> The problem
Whenever a line of the records below contains the word "value", copy that line.

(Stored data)
□ □ □ □ □

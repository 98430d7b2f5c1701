//! Point-in-time report snapshots written to disk.
//!
//! File names: `<YYYYmmdd_HHMMSS>[_<source>][_recent].json`

use crate::errors::AppResult;
use crate::stats::ReportRequest;
use crate::types::ReportResponse;
use crate::utils::time::snapshot_stamp;
use chrono::{DateTime, Utc};
use std::fs;
use std::path::{Path, PathBuf};
use tracing::info;

/// Writes rendered reports into a snapshot directory
#[derive(Debug, Clone)]
pub struct SnapshotWriter {
    directory: PathBuf,
}

impl SnapshotWriter {
    pub fn new(directory: impl Into<PathBuf>) -> Self {
        Self {
            directory: directory.into(),
        }
    }

    pub fn directory(&self) -> &Path {
        &self.directory
    }

    /// File name for a snapshot of `request` taken at `taken_at`
    pub fn file_name(request: &ReportRequest, taken_at: &DateTime<Utc>) -> String {
        let mut name = snapshot_stamp(taken_at);
        let source = request.source.to_string();
        if !source.is_empty() {
            name.push('_');
            name.push_str(&source);
        }
        if request.recent {
            name.push_str("_recent");
        }
        name.push_str(".json");
        name
    }

    /// Write `response` now; returns the file path
    pub fn write(&self, response: &ReportResponse, request: &ReportRequest) -> AppResult<PathBuf> {
        self.write_at(response, request, &Utc::now())
    }

    pub fn write_at(
        &self,
        response: &ReportResponse,
        request: &ReportRequest,
        taken_at: &DateTime<Utc>,
    ) -> AppResult<PathBuf> {
        fs::create_dir_all(&self.directory)?;
        let path = self.directory.join(Self::file_name(request, taken_at));
        fs::write(&path, serde_json::to_string(response)?)?;
        info!("Snapshot written to: {}", path.display());
        Ok(path)
    }
}
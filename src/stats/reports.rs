//! Report formatting for console and JSON output

use crate::errors::AppResult;
use crate::types::{CategoryData, ReportData, ReportResponse};

/// Output format options for reports
#[derive(Debug, Clone, Copy, Default, PartialEq, Eq)]
pub enum OutputFormat {
    #[default]
    Json,
    /// Indented JSON
    JsonPretty,
    Console,
}

impl OutputFormat {
    /// Parse a format name; anything unrecognised falls back to compact JSON
    pub fn parse(name: &str) -> Self {
        match name.to_lowercase().as_str() {
            "console" | "text" => OutputFormat::Console,
            "pretty" | "json-pretty" => OutputFormat::JsonPretty,
            _ => OutputFormat::Json,
        }
    }
}

/// Format number with thousand separators for console output
///
/// ```
/// # use cms_stats::stats::reports::format_number;
/// assert_eq!(format_number(1234), "1,234");
/// assert_eq!(format_number(904233), "904,233");
/// ```
pub fn format_number(n: u64) -> String {
    let s = n.to_string();
    let mut result = String::new();

    for (i, c) in s.chars().enumerate() {
        if i > 0 && (s.len() - i) % 3 == 0 {
            result.push(',');
        }
        result.push(c);
    }

    result
}

pub fn format_report(response: &ReportResponse, format: OutputFormat) -> AppResult<String> {
    match format {
        OutputFormat::Json => Ok(serde_json::to_string(response)?),
        OutputFormat::JsonPretty => Ok(serde_json::to_string_pretty(response)?),
        OutputFormat::Console => Ok(format_console(response)),
    }
}

fn format_console(response: &ReportResponse) -> String {
    let mut output = String::new();

    match &response.data {
        ReportData::Categories(categories) => {
            for (category, data) in categories {
                output.push_str(&format!("{}\n", category));
                if data.is_empty() {
                    output.push_str("  (no data)\n");
                }
                match data {
                    CategoryData::Sanitized(buckets) => {
                        for bucket in buckets {
                            output.push_str(&format!(
                                "  {:<24} {:>7.2}%\n",
                                bucket.label, bucket.percentage
                            ));
                        }
                    }
                    CategoryData::Raw(entries) => {
                        for entry in entries {
                            output.push_str(&format!(
                                "  {:<24} {:>12}\n",
                                entry.name,
                                format_number(entry.count)
                            ));
                        }
                    }
                }
            }
        }
        ReportData::Combined(table) => {
            for (cms_version, php_versions) in table {
                output.push_str(&format!("CMS {}\n", cms_version));
                for (php_version, count) in php_versions {
                    output.push_str(&format!(
                        "  PHP {:<20} {:>12}\n",
                        php_version,
                        format_number(*count)
                    ));
                }
            }
        }
    }

    output.push_str(&format!("Total: {}\n", format_number(response.total)));
    output
}
//! Store statistics.

use super::traits::StatisticsOperations;
use super::Database;
use crate::errors::{AppError, AppResult};
use crate::types::Category;

/// Basic submission store statistics
#[derive(Debug, Clone, PartialEq, Eq)]
pub struct DatabaseStats {
    pub total_submissions: usize,
    /// Rows with a non-null value, per category in reporting order
    pub populated: Vec<(Category, usize)>,
    pub oldest_modified: Option<String>,
    pub newest_modified: Option<String>,
}

impl DatabaseStats {
    pub fn coverage_percentage(&self, category: Category) -> f64 {
        let populated = self
            .populated
            .iter()
            .find(|(c, _)| *c == category)
            .map(|(_, n)| *n)
            .unwrap_or(0);
        crate::utils::math::safe_percentage_u64(populated as u64, self.total_submissions as u64)
    }
}

fn to_usize(value: i64) -> AppResult<usize> {
    usize::try_from(value)
        .map_err(|_| AppError::InvalidData("Negative row count encountered".to_string()))
}

impl StatisticsOperations for Database {
    fn get_database_stats(&self) -> AppResult<DatabaseStats> {
        let conn = self.connection();

        let (total, oldest, newest): (i64, Option<String>, Option<String>) = conn.query_row(
            "SELECT COUNT(*), MIN(modified), MAX(modified) FROM submissions",
            [],
            |row| Ok((row.get(0)?, row.get(1)?, row.get(2)?)),
        )?;

        let mut populated = Vec::with_capacity(Category::ALL.len());
        for category in Category::ALL {
            let sql = format!(
                "SELECT COUNT(*) FROM submissions WHERE {} IS NOT NULL",
                category.as_str()
            );
            let count: i64 = conn.query_row(&sql, [], |row| row.get(0))?;
            populated.push((category, to_usize(count)?));
        }

        Ok(DatabaseStats {
            total_submissions: to_usize(total)?,
            populated,
            oldest_modified: oldest,
            newest_modified: newest,
        })
    }
}
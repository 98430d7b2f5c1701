//! Small shared helpers

pub mod math;
pub mod time;
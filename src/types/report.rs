//! Client-facing report structures and their JSON shape.
//!
//! ```json
//! {"data": {"php_version": {"7.4": 75.0, "8.0": 25.0}, "total": 20}}
//! {"data": {"db_type": [{"name": "mysql", "count": 9}], "total": 9}}
//! {"data": {"3.9": {"7.2": 4, "7.4": 6}, "total": 10}}
//! ```

use super::category::Category;
use super::records::{Bucket, NameCount};
use serde::ser::{SerializeMap, SerializeSeq};
use serde::{Serialize, Serializer};
use std::collections::BTreeMap;

/// Key holding the grand total inside the `data` object
pub const TOTAL_KEY: &str = "total";

/// Two-level cross-tabulation: cms_version -> php_version -> count
pub type CombinedTable = BTreeMap<String, BTreeMap<String, u64>>;

/// Report content for one category.
#[derive(Debug, Clone, PartialEq)]
pub enum CategoryData {
    /// Authorised view: every accumulated value with its integer count
    Raw(Vec<NameCount>),
    /// Public view: coarse buckets with percentage of the grand total
    Sanitized(Vec<Bucket>),
}

impl CategoryData {
    pub fn len(&self) -> usize {
        match self {
            CategoryData::Raw(entries) => entries.len(),
            CategoryData::Sanitized(buckets) => buckets.len(),
        }
    }

    pub fn is_empty(&self) -> bool {
        self.len() == 0
    }

    /// Percentage for `label`, if this is sanitised data containing it
    pub fn percentage(&self, label: &str) -> Option<f64> {
        match self {
            CategoryData::Sanitized(buckets) => buckets
                .iter()
                .find(|bucket| bucket.label == label)
                .map(|bucket| bucket.percentage),
            CategoryData::Raw(_) => None,
        }
    }

    /// Raw count for `name`, if this is raw data containing it
    pub fn count(&self, name: &str) -> Option<u64> {
        match self {
            CategoryData::Raw(entries) => entries
                .iter()
                .find(|entry| entry.name == name)
                .map(|entry| entry.count),
            CategoryData::Sanitized(_) => None,
        }
    }
}

impl Serialize for CategoryData {
    fn serialize<S: Serializer>(&self, serializer: S) -> Result<S::Ok, S::Error> {
        match self {
            CategoryData::Raw(entries) => {
                let mut seq = serializer.serialize_seq(Some(entries.len()))?;
                for entry in entries {
                    seq.serialize_element(entry)?;
                }
                seq.end()
            }
            // Label -> percentage object, keeping bucket order
            CategoryData::Sanitized(buckets) => {
                let mut map = serializer.serialize_map(Some(buckets.len()))?;
                for bucket in buckets {
                    map.serialize_entry(&bucket.label, &bucket.percentage)?;
                }
                map.end()
            }
        }
    }
}

/// Shape of the `data` object, which depends on the reporting mode
#[derive(Debug, Clone, PartialEq)]
pub enum ReportData {
    Categories(BTreeMap<Category, CategoryData>),
    Combined(CombinedTable),
}

/// Final response for one report request
#[derive(Debug, Clone, PartialEq)]
pub struct ReportResponse {
    pub data: ReportData,
    pub total: u64,
}

impl ReportResponse {
    /// Category data, for category-shaped responses
    pub fn category(&self, category: Category) -> Option<&CategoryData> {
        match &self.data {
            ReportData::Categories(categories) => categories.get(&category),
            ReportData::Combined(_) => None,
        }
    }

    /// Cross-tabulation, for combined responses
    pub fn combined(&self) -> Option<&CombinedTable> {
        match &self.data {
            ReportData::Combined(table) => Some(table),
            ReportData::Categories(_) => None,
        }
    }
}

/// The `data` object: mode-specific entries followed by `total`
struct DataBody<'a>(&'a ReportResponse);

impl Serialize for DataBody<'_> {
    fn serialize<S: Serializer>(&self, serializer: S) -> Result<S::Ok, S::Error> {
        let response = self.0;
        let mut map = serializer.serialize_map(None)?;
        match &response.data {
            ReportData::Categories(categories) => {
                for (category, data) in categories {
                    map.serialize_entry(category.as_str(), data)?;
                }
            }
            ReportData::Combined(table) => {
                for (cms_version, php_versions) in table {
                    if cms_version != TOTAL_KEY {
                        map.serialize_entry(cms_version, php_versions)?;
                    }
                }
            }
        }
        map.serialize_entry(TOTAL_KEY, &response.total)?;
        map.end()
    }
}

impl Serialize for ReportResponse {
    fn serialize<S: Serializer>(&self, serializer: S) -> Result<S::Ok, S::Error> {
        let mut map = serializer.serialize_map(Some(1))?;
        map.serialize_entry("data", &DataBody(self))?;
        map.end()
    }
}
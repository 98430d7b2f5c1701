use thiserror::Error;

/// Application-wide error type - single point of truth
#[derive(Error, Debug)]
pub enum AppError {
    /// Database operations
    #[error("Database error: {0}")]
    Database(#[from] rusqlite::Error),

    /// File I/O operations
    #[error("I/O error: {0}")]
    Io(#[from] std::io::Error),

    /// CSV processing
    #[error("CSV parsing error: {0}")]
    Csv(#[from] csv::Error),

    /// Configuration issues
    #[error("Configuration error: {0}")]
    Config(String),

    /// Caller asked for something the reporter does not serve (e.g. an unknown data source)
    #[error("Invalid request: {0}")]
    InvalidRequest(String),

    /// Data validation/parsing
    #[error("Invalid data: {0}")]
    InvalidData(String),
}

/// Application-wide result type - single point of truth
pub type AppResult<T> = Result<T, AppError>;

// Additional From implementations for common error types
impl From<serde_json::Error> for AppError {
    fn from(err: serde_json::Error) -> Self {
        AppError::InvalidData(format!("JSON error: {}", err))
    }
}

impl From<config::ConfigError> for AppError {
    fn from(err: config::ConfigError) -> Self {
        AppError::Config(err.to_string())
    }
}

impl From<chrono::ParseError> for AppError {
    fn from(err: chrono::ParseError) -> Self {
        AppError::InvalidData(format!("Timestamp error: {}", err))
    }
}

□ □ □ □ □

> Response to this task
    /// Rows with a non-null value, per category in reporting order
fn to_usize(value: i64) -> AppResult<usize> {
    usize::try_from(value)
    /// Authorised view: every accumulated value with its integer count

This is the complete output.